Carolee Schneemann’s early paintings and sculptures are a revelation at MoMA PS1 retrospective (photo by twi-ny/mdr)
Doc Fortnight 2018: George (Jeffrey Perkins, 2017) and Carolee, Barbara, and Gunvor, (Lynne Sachs, 2018), MoMA Film, Museum of Modern Art, 11 West 53rd St. between Fifth & Sixth Aves., 212-708-9400, Wednesday, February 21, $12, 7:30
“Art and Practice with Carolee Schneemann,” MoMA PS1, 22-25 Jackson Ave. at 46th Ave., 718-784-2084, Thursday, February 22, free with advance RSVP, 6:00
Exhibition continues at MoMA PS1 Thursday – Monday through March 11, suggested admission $5-$10, free for NYC residents
www.moma.org
www.caroleeschneemann.com
MoMA PS1’s “Carolee Schneemann: Kinetic Painting” is a revelatory exploration of the career of the immensely influential multidisciplinary artist. The seventy-eight-year-old Pennsylvania-born Schneemann will reveal yet more this week during two special programs. On February 21 at 7:30, she will be at MoMA for the world premiere screening of Lynne Sachs’s Carolee, Barbara, and Gunvor, a nine-minute short about Schneemann, Barbara Hammer, and Gunvor Nelson, which is screening with Jeffrey Perkins’s George, about George Maciunas and Fluxus, as part of “Doc Fortnight 2018: MoMA’s International Festival of Nonfiction Film and Media.” Schneemann, Perkins, and Sachs will participate in a discussion after the films; in addition, Alison Knowles will re-create her interactive 1963 piece Shoes of Your Choice. (MoMA PS1 will also be hosting “An Evening in Honor of Carolee Schneemann,” a screening and discussion on March 5 with Melissa Ragona, Jenny Jaskey, Branden W. Joseph, and the artist.) “Carolee Schneemann: Kinetic Painting” continues through March 11, an expansive two-floor survey that shines a light not only on Schneemann’s well-known feminist video and performance pieces but her exceptional paintings and sculptures. Superbly curated by Sabine Breitwieser with consulting curator Branden W. Joseph and organized at MoMA PS1 by Erica Papernik-Shimizu with Oliver Shultz, the show takes deep looks at such Schneemann works as Meat Joy, in which a group of people roll around with raw beef, chicken, and fish; Interior Scroll, in which Schneemann pulls a long strip of paper from her vagina and reads the contents; and Up to and Including Her Limits, for which she strapped herself in a harness and used her body to draw on a surface. In 1993, Schneemann declared, “I’m a painter. I’m still a painter and I will die a painter. Everything that I have developed has to do with extending visual principles off the canvas.” For the Abstract Expressionist Pinwheel, a white-gloved staff member will spin the painting upon request. Like Joseph Cornell, she made shadowbox-type works, and her collections of sharp, often aggressive detritus hang on the walls like three dimensional paintings. Colorado House is a “failed” painting turned into a freestanding sculpture. Magnetic audio tape falls out of the bottom of One Window Is Clear — Notes to Lou Andreas Salomé, a tribute to the Russian-German psychoanalyst and writer.

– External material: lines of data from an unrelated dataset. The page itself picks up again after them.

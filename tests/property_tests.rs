//! Property-based checks of the index-protocol invariants.
//!
//! Single-threaded op sequences are enough here: the invariants are about
//! the window arithmetic, which the cross-thread tests then stress under
//! real interleavings.

use proptest::prelude::*;
use ringfan::{Channel, Config, InlineRing, Ring};

/// Producer/consumer steps a generated trace can take.
#[derive(Debug, Clone, Copy)]
enum Op {
    Reserve { want: usize, commit: usize },
    Drain { max: usize },
}

fn op_strategy(capacity: usize) -> impl Strategy<Value = Op> {
    prop_oneof![
        (1..=capacity, 0..=capacity).prop_map(|(want, commit)| Op::Reserve { want, commit }),
        (0..=capacity * 2).prop_map(|max| Op::Drain { max }),
    ]
}

proptest! {
    /// Occupancy stays within `0..=capacity` across arbitrary traces, and
    /// reservation grants never exceed request, free space, or the run to
    /// the wrap boundary.
    #[test]
    fn occupancy_and_grants_stay_bounded(
        ops in prop::collection::vec(op_strategy(32), 1..200),
    ) {
        let ring = Ring::<u64>::new(Config::new(5, 1, false));
        let capacity = ring.capacity();

        // Model state: sequence numbers mirrored outside the ring.
        let mut head = 0u64;
        let mut tail = 0u64;

        for op in ops {
            match op {
                Op::Reserve { want, commit } => {
                    let free = capacity - (tail - head) as usize;
                    let to_end = capacity - (tail as usize % capacity);

                    match ring.reserve(want) {
                        Some(mut grant) => {
                            prop_assert!(grant.len() >= 1);
                            prop_assert!(grant.len() <= want.min(free).min(to_end),
                                "grant {} exceeds min(want {want}, free {free}, to_end {to_end})",
                                grant.len());

                            let n = commit.min(grant.len());
                            for i in 0..n {
                                grant.write(i, tail + i as u64);
                            }
                            grant.commit_first(n);
                            tail += n as u64;
                        }
                        None => {
                            // Refusal is only legal when the request could
                            // not have been satisfied in full.
                            prop_assert!(want > free,
                                "reserve({want}) refused with {free} slots free");
                        }
                    }
                }
                Op::Drain { max } => {
                    let mut expected = head;
                    let n = ring.consume_up_to(max, |v| {
                        assert_eq!(*v, expected);
                        expected += 1;
                    });
                    prop_assert!(n <= max);
                    prop_assert!(n <= (tail - head) as usize);
                    head += n as u64;
                }
            }

            prop_assert!((tail - head) as usize <= capacity);
            prop_assert_eq!(ring.len(), (tail - head) as usize);
        }
    }

    /// After any trace, draining everything yields exactly the committed
    /// sequence: nothing lost, nothing duplicated, order intact.
    #[test]
    fn full_drain_conserves_the_committed_sequence(
        ops in prop::collection::vec(op_strategy(16), 1..100),
    ) {
        let ring = Ring::<u64>::new(Config::new(4, 1, false));
        let mut committed = 0u64;
        let mut drained = 0u64;

        let mut drain_in_order = |drained: &mut u64| {
            ring.consume_batch(|v| {
                assert_eq!(*v, *drained);
                *drained += 1;
            });
        };

        for op in ops {
            match op {
                Op::Reserve { want, commit } => {
                    if let Some(mut grant) = ring.reserve(want) {
                        let n = commit.min(grant.len());
                        for i in 0..n {
                            grant.write(i, committed + i as u64);
                        }
                        grant.commit_first(n);
                        committed += n as u64;
                    }
                }
                Op::Drain { .. } => drain_in_order(&mut drained),
            }
        }

        drain_in_order(&mut drained);
        prop_assert_eq!(committed, drained);
        prop_assert!(ring.is_empty());
    }

    /// The inline ring obeys the same grant bounds as the heap ring.
    #[test]
    fn inline_ring_grants_stay_bounded(
        ops in prop::collection::vec(op_strategy(16), 1..100),
    ) {
        let ring: InlineRing<u64, 16> = InlineRing::new();
        let mut head = 0u64;
        let mut tail = 0u64;

        for op in ops {
            match op {
                Op::Reserve { want, commit } => {
                    let free = 16 - (tail - head) as usize;
                    let to_end = 16 - (tail as usize % 16);
                    if let Some(mut grant) = ring.reserve(want) {
                        prop_assert!(grant.len() <= want.min(free).min(to_end));
                        let n = commit.min(grant.len());
                        for i in 0..n {
                            grant.write(i, tail + i as u64);
                        }
                        grant.commit_first(n);
                        tail += n as u64;
                    } else {
                        prop_assert!(want > free);
                    }
                }
                Op::Drain { max } => {
                    let n = ring.consume_up_to(max, |_| {});
                    prop_assert!(n <= (tail - head) as usize);
                    head += n as u64;
                }
            }
            prop_assert!((tail - head) as usize <= 16);
        }
    }

    /// Sweep-order consumption preserves each producer's own order no
    /// matter how sends interleave.
    #[test]
    fn channel_sweep_preserves_per_producer_order(
        sends in prop::collection::vec((0usize..3, 1usize..8), 1..50),
    ) {
        let channel = Channel::<(usize, u64)>::new(Config::new(6, 3, false));
        let producers = [
            channel.register().unwrap(),
            channel.register().unwrap(),
            channel.register().unwrap(),
        ];
        let mut sent = [0u64; 3];

        for (who, burst) in sends {
            for _ in 0..burst {
                if producers[who].push((who, sent[who])) {
                    sent[who] += 1;
                }
            }
        }

        let mut next = [0u64; 3];
        channel.consume_all(|(who, i)| {
            assert_eq!(*i, next[*who]);
            next[*who] += 1;
        });
        prop_assert_eq!(next, sent);
    }
}
//! Optional per-ring counters.
//!
//! Updated with relaxed atomics and only when [`Config::enable_metrics`]
//! is set, so the disabled path costs a single branch on a ring-local field.
//!
//! [`Config::enable_metrics`]: crate::Config::enable_metrics

use std::sync::atomic::{AtomicU64, Ordering};

/// Live counters owned by a ring. Read through [`Metrics::snapshot`].
#[derive(Debug, Default)]
pub struct Metrics {
    items_produced: AtomicU64,
    items_consumed: AtomicU64,
    batches_produced: AtomicU64,
    batches_consumed: AtomicU64,
    /// Reserve calls that refreshed the head cache and still found no room.
    full_misses: AtomicU64,
}

impl Metrics {
    pub(crate) const fn new() -> Self {
        Self {
            items_produced: AtomicU64::new(0),
            items_consumed: AtomicU64::new(0),
            batches_produced: AtomicU64::new(0),
            batches_consumed: AtomicU64::new(0),
            full_misses: AtomicU64::new(0),
        }
    }

    #[inline]
    pub(crate) fn record_commit(&self, items: u64) {
        self.items_produced.fetch_add(items, Ordering::Relaxed);
        self.batches_produced.fetch_add(1, Ordering::Relaxed);
    }

    #[inline]
    pub(crate) fn record_drain(&self, items: u64) {
        self.items_consumed.fetch_add(items, Ordering::Relaxed);
        self.batches_consumed.fetch_add(1, Ordering::Relaxed);
    }

    #[inline]
    pub(crate) fn record_full_miss(&self) {
        self.full_misses.fetch_add(1, Ordering::Relaxed);
    }

    /// Copies the counters into a plain value.
    pub fn snapshot(&self) -> MetricsSnapshot {
        MetricsSnapshot {
            items_produced: self.items_produced.load(Ordering::Relaxed),
            items_consumed: self.items_consumed.load(Ordering::Relaxed),
            batches_produced: self.batches_produced.load(Ordering::Relaxed),
            batches_consumed: self.batches_consumed.load(Ordering::Relaxed),
            full_misses: self.full_misses.load(Ordering::Relaxed),
        }
    }
}

/// Point-in-time view of one ring's counters, or the sum over a channel.
#[derive(Debug, Clone, Copy, Default, PartialEq, Eq)]
pub struct MetricsSnapshot {
    pub items_produced: u64,
    pub items_consumed: u64,
    pub batches_produced: u64,
    pub batches_consumed: u64,
    pub full_misses: u64,
}

impl MetricsSnapshot {
    pub(crate) fn merge(&mut self, other: &MetricsSnapshot) {
        self.items_produced += other.items_produced;
        self.items_consumed += other.items_consumed;
        self.batches_produced += other.batches_produced;
        self.batches_consumed += other.batches_consumed;
        self.full_misses += other.full_misses;
    }
}
impl ConsumerEdge {
    pub(crate) const fn new() -> Self {
        Self {
            head: AtomicU64::new(0),
            cached_tail: UnsafeCell::new(0),
        }
    }
}

/// Rarely-touched lifecycle state, kept off both hot groups.
#[repr(C, align(128))]
pub(crate) struct ColdState {
    /// Set once a producer identity is bound to this ring.
    pub(crate) active: AtomicBool,
    /// Set once, never cleared. Reserve fails afterwards; draining continues
    /// until the window is empty.
    pub(crate) closed: AtomicBool,
    pub(crate) metrics: Metrics,
}

impl ColdState {
    pub(crate) const fn new() -> Self {
        Self {
            active: AtomicBool::new(false),
            closed: AtomicBool::new(false),
            metrics: Metrics::new(),
        }
    }
}

/// Bounded single-producer single-consumer ring with a zero-copy
/// reserve/commit write path and batched drains.
///
/// One thread may produce and one thread may consume at a time; the
/// [`Channel`](crate::Channel) enforces this by handing each registered
/// producer its own ring and draining from a single consumer.
#[repr(C)]
pub struct Ring<T> {
    produce: ProducerEdge,
    consume: ConsumerEdge,
    state: ColdState,
    config: Config,
    /// One 64-byte-aligned allocation at construction, none afterwards.
    slots: SlotBuffer<T>,
}

// SAFETY: the index protocol above serialises all slot access between the
// single producer and the single consumer, so the ring is safe to share as
// long as items can move between threads.
unsafe impl<T: Send> Send for Ring<T> {}
unsafe impl<T: Send> Sync for Ring<T> {}

impl<T> Ring<T> {
    /// Creates an empty ring with `config.capacity()` slots.
    pub fn new(config: Config) -> Self {
        Self {
            produce: ProducerEdge::new(),
            consume: ConsumerEdge::new(),
            state: ColdState::new(),
            config,
            slots: SlotBuffer::new(config.capacity()),
        }
    }

    #[inline]
    pub fn capacity(&self) -> usize {
        self.config.capacity()
    }

    #[inline]
    fn mask(&self) -> usize {
        self.config.mask()
    }

    /// Items currently in the ring. Racy by nature when the other side is
    /// running; exact when quiescent.
    #[inline]
    pub fn len(&self) -> usize {
        let tail = self.produce.tail.load(Ordering::Relaxed);
        let head = self.consume.head.load(Ordering::Relaxed);
        tail.wrapping_sub(head) as usize
    }

    #[inline]
    pub fn is_empty(&self) -> bool {
        let tail = self.produce.tail.load(Ordering::Acquire);
        let head = self.consume.head.load(Ordering::Acquire);
        head == tail
    }

    #[inline]
    pub fn is_full(&self) -> bool {
        self.len() >= self.capacity()
    }

    #[inline]
    pub fn is_closed(&self) -> bool {
        self.state.closed.load(Ordering::Acquire)
    }

    /// True once a producer has been bound to this ring.
    #[inline]
    pub fn is_active(&self) -> bool {
        self.state.active.load(Ordering::Acquire)
    }

    pub(crate) fn set_active(&self) {
        self.state.active.store(true, Ordering::Release);
    }

    /// Stops further production. Idempotent; the consumer keeps draining
    /// whatever was committed before the close.
    pub fn close(&self) {
        self.state.closed.store(true, Ordering::Release);
    }

    /// Counter snapshot. All zeros unless the config enabled metrics.
    pub fn metrics(&self) -> MetricsSnapshot {
        self.state.metrics.snapshot()
    }

    #[inline]
    fn counters(&self) -> Option<&Metrics> {
        self.config.enable_metrics.then(|| &self.state.metrics)
    }

    /// Raw pointer to slot `idx`, derived from the whole-buffer pointer and
    /// routed through `UnsafeCell::raw_get` so no intermediate reference to
    /// the slot is formed. Required for pointers that cover several slots.
    #[inline]
    fn slot_ptr(&self, idx: usize) -> *mut MaybeUninit<T> {
        debug_assert!(idx < self.capacity());
        // SAFETY: idx is in bounds, so the offset stays inside the buffer.
        unsafe { UnsafeCell::raw_get(self.slots.as_ptr().add(idx).cast()) }
    }

    // -----------------------------------------------------------------
    // producer side
    // -----------------------------------------------------------------

    /// Reserves up to `want` contiguous slots for writing.
    ///
    /// Returns `None` when the ring is full or closed, or when `want` is 0
    /// or exceeds the capacity. A full ring is a steady-state condition,
    /// not an error; callers back off and retry.
    ///
    /// The grant stops at the wrap boundary, so it may be shorter than
    /// `want` even with plenty of free space. Write against
    /// [`Reservation::len`], and reserve again for the remainder.
    ///
    /// At most one reservation may be outstanding per ring: commit or drop
    /// it before reserving again. Overlapping reservations alias the same
    /// slots and are not checked for.
    pub fn reserve(&self, want: usize) -> Option<Reservation<'_, T>> {
        if want == 0 || want > self.capacity() || self.is_closed() {
            return None;
        }

        let capacity = self.capacity();
        let tail = self.produce.tail.load(Ordering::Relaxed);

        // Fast path: decide against the shadow. A stale shadow only
        // under-reports free space, so a hit here needs no shared load.
        // SAFETY: cached_head is written by this producer thread only.
        let mut head = unsafe { *self.produce.cached_head.get() };

        if tail.wrapping_sub(head) as usize + want > capacity {
            // Slow path: refresh the shadow from the consumer's counter.
            // The acquire pairs with the consumer's release in advance,
            // making reclaimed slots writable here.
            head = self.consume.head.load(Ordering::Acquire);
            // SAFETY: as above, single writer.
            unsafe { *self.produce.cached_head.get() = head };

            if tail.wrapping_sub(head) as usize + want > capacity {
                if let Some(counters) = self.counters() {
                    counters.record_full_miss();
                }
                return None;
            }
        }

        let idx = (tail as usize) & self.mask();
        let granted = want.min(capacity - idx);

        // SAFETY: [tail, tail + granted) lies outside the initialised
        // window, the consumer never touches it before the commit moves
        // tail, and this thread is the ring's only producer. The range
        // stays inside the buffer because granted <= capacity - idx.
        let window = unsafe { std::slice::from_raw_parts_mut(self.slot_ptr(idx), granted) };

        Some(Reservation::new(
            window,
            &self.produce.tail,
            &self.consume.head,
            capacity,
            self.counters(),
        ))
    }

    /// [`reserve`](Ring::reserve) wrapped in the adaptive [`Backoff`] loop.
    ///
    /// Retries through the spin, yield and park phases, giving up with
    /// `None` once the backoff is exhausted or the ring closes.
    pub fn reserve_spinning(&self, want: usize) -> Option<Reservation<'_, T>> {
        let mut backoff = Backoff::new();
        while !backoff.is_exhausted() {
            if let Some(r) = self.reserve(want) {
                return Some(r);
            }
            if self.is_closed() {
                return None;
            }
            backoff.snooze();
        }
        None
    }

    /// Single-item convenience over reserve/commit. Returns `false` when
    /// full or closed.
    #[inline]
    pub fn push(&self, item: T) -> bool {
        match self.reserve(1) {
            Some(mut r) => {
                r.write(0, item);
                r.commit();
                true
            }
            None => false,
        }
    }

    /// Copies as many of `items` in as currently fit, reserving across the
    /// wrap boundary as needed. Returns the count actually sent.
    pub fn send(&self, items: &[T]) -> usize
    where
        T: Copy,
    {
        let mut sent = 0;
        while sent < items.len() {
            let Some(mut r) = self.reserve(items.len() - sent) else {
                break;
            };
            let n = r.len();
            for (slot, item) in r.as_mut_slice().iter_mut().zip(&items[sent..sent + n]) {
                slot.write(*item);
            }
            r.commit();
            sent += n;
        }
        sent
    }

    // -----------------------------------------------------------------
    // consumer side
    // -----------------------------------------------------------------

    /// The contiguous readable run starting at `head`, or `None` when the
    /// ring looks empty. Zero-copy; pair with [`advance`](Ring::advance).
    ///
    /// Stops at the wrap boundary: after consuming the run there may be
    /// more items starting at slot 0.
    pub fn readable(&self) -> Option<&[T]> {
        let head = self.consume.head.load(Ordering::Relaxed);

        // SAFETY: cached_tail is written by this consumer thread only.
        let mut tail = unsafe { *self.consume.cached_tail.get() };
        if tail == head {
            tail = self.produce.tail.load(Ordering::Acquire);
            // SAFETY: as above, single writer.
            unsafe { *self.consume.cached_tail.get() = tail };
            if tail == head {
                return None;
            }
        }

        let avail = tail.wrapping_sub(head) as usize;
        let idx = (head as usize) & self.mask();
        let run = avail.min(self.capacity() - idx);

        // SAFETY: [head, tail) was published by the producer's release
        // store of tail, which a (current or earlier) acquire load here
        // synchronised with. The producer will not overwrite these slots
        // until head moves past them.
        Some(unsafe { std::slice::from_raw_parts(self.slot_ptr(idx).cast::<T>().cast_const(), run) })
    }

    /// Retires `n` items previously observed through
    /// [`readable`](Ring::readable). One release store reclaims the whole
    /// batch for the producer.
    pub fn advance(&self, n: usize) {
        let head = self.consume.head.load(Ordering::Relaxed);
        let new_head = head.wrapping_add(n as u64);
        debug_assert_head_le_tail!(new_head, self.produce.tail.load(Ordering::Relaxed));
        debug_assert_monotonic!("head", head, new_head);

        self.consume.head.store(new_head, Ordering::Release);

        if let Some(counters) = self.counters() {
            counters.record_drain(n as u64);
        }
    }

    /// Core drain loop. Reads items out of the window in sequence order,
    /// hands them to `sink` by value, then retires the whole batch with a
    /// single release store of `head`.
    fn consume_inner<F>(&self, max: usize, mut sink: F) -> usize
    where
        F: FnMut(T),
    {
        if max == 0 {
            return 0;
        }

        let head = self.consume.head.load(Ordering::Relaxed);

        // SAFETY: cached_tail is written by this consumer thread only.
        let mut tail = unsafe { *self.consume.cached_tail.get() };
        if tail == head {
            tail = self.produce.tail.load(Ordering::Acquire);
            // SAFETY: as above, single writer.
            unsafe { *self.consume.cached_tail.get() = tail };
            if tail == head {
                return 0;
            }
        }

        let take = (tail.wrapping_sub(head) as usize).min(max);
        let mask = self.mask();

        for i in 0..take {
            let seq = head.wrapping_add(i as u64);
            debug_assert_in_window!(seq, head, tail);
            let idx = (seq as usize) & mask;
            // SAFETY: seq is inside [head, tail), so the slot holds an
            // initialised item published by the producer. Reading it out
            // moves ownership; the slot reverts to garbage once head
            // passes it.
            let item = unsafe { self.slot_ptr(idx).read().assume_init() };
            sink(item);
        }

        let new_head = head.wrapping_add(take as u64);
        debug_assert_head_le_tail!(new_head, tail);
        self.consume.head.store(new_head, Ordering::Release);

        if let Some(counters) = self.counters() {
            counters.record_drain(take as u64);
        }

        take
    }

    /// Drains every available item, invoking `handler` on a reference to
    /// each in FIFO order. Items are dropped after the handler returns.
    /// Returns the count; 0 means the ring was empty.
    pub fn consume_batch<F>(&self, mut handler: F) -> usize
    where
        F: FnMut(&T),
    {
        self.consume_inner(usize::MAX, |item| handler(&item))
    }

    /// Like [`consume_batch`](Ring::consume_batch) but transfers ownership
    /// of each item to the handler. Preferred for payloads that are
    /// expensive to clone.
    pub fn consume_batch_owned<F>(&self, handler: F) -> usize
    where
        F: FnMut(T),
    {
        self.consume_inner(usize::MAX, handler)
    }

    /// Drains at most `max` items. Caps the time spent inside one call when
    /// handlers are slow.
    pub fn consume_up_to<F>(&self, max: usize, mut handler: F) -> usize
    where
        F: FnMut(&T),
    {
        self.consume_inner(max, |item| handler(&item))
    }

    /// Ownership-transferring variant of [`consume_up_to`](Ring::consume_up_to).
    pub fn consume_up_to_owned<F>(&self, max: usize, handler: F) -> usize
    where
        F: FnMut(T),
    {
        self.consume_inner(max, handler)
    }

    /// Copies up to `out.len()` items into `out` and retires them.
    /// Returns the count written; stops at the wrap boundary, so a second
    /// call may produce more.
    pub fn copy_into(&self, out: &mut [T]) -> usize
    where
        T: Copy,
    {
        match self.readable() {
            Some(run) => {
                let n = run.len().min(out.len());
                out[..n].copy_from_slice(&run[..n]);
                self.advance(n);
                n
            }
            None => 0,
        }
    }
}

Carolee Schneemann’s Flange 6rpm consists of seven foundry-poured aluminum sculptures that move at six revolutions per minute (photo by twi-ny/mdr)
“My work can take substance from the materials I find,” Schneemann wrote to French poet and activist Jean-Jacques Lebel in 1964, which helps explain Blood Work Diary, a visual document of her menstrual flow. For Body Collage, a naked Schneemann, coated in wallpaper paste and molasses, rolls around in paper shreds. Her body is also one of the main subjects in Fuses, a film in which she makes love with her then-partner, James Tunney, while her beloved cat, Kitch, hangs around nearby. Kitch can be found in several works, but it’s Cluny (and later Vesper) who Schneemann gets perhaps a little too close to in Infinity Kisses. Meanwhile, Vulva’s Morphia is so hot that Schneemann includes four electric fans to cool off the thirty-five vaginal depictions, with such text as “Vulva decodes feminist constructivist semiotics and realizes she has no authentic feelings at all; even her erotic sensations are constructed by patriarchal projections, impositions, and conditioning.” That statement gets to the heart of Schneemann’s six-decade oeuvre, taking back the female body, and the power that comes with that, and redefining it, with no limits. Particularly in the era of #MeToo, “Carolee Schneemann: Kinetic Painting” is an extraordinary exhibition by an extraordinary artist who has never been afraid to make the private public, and political.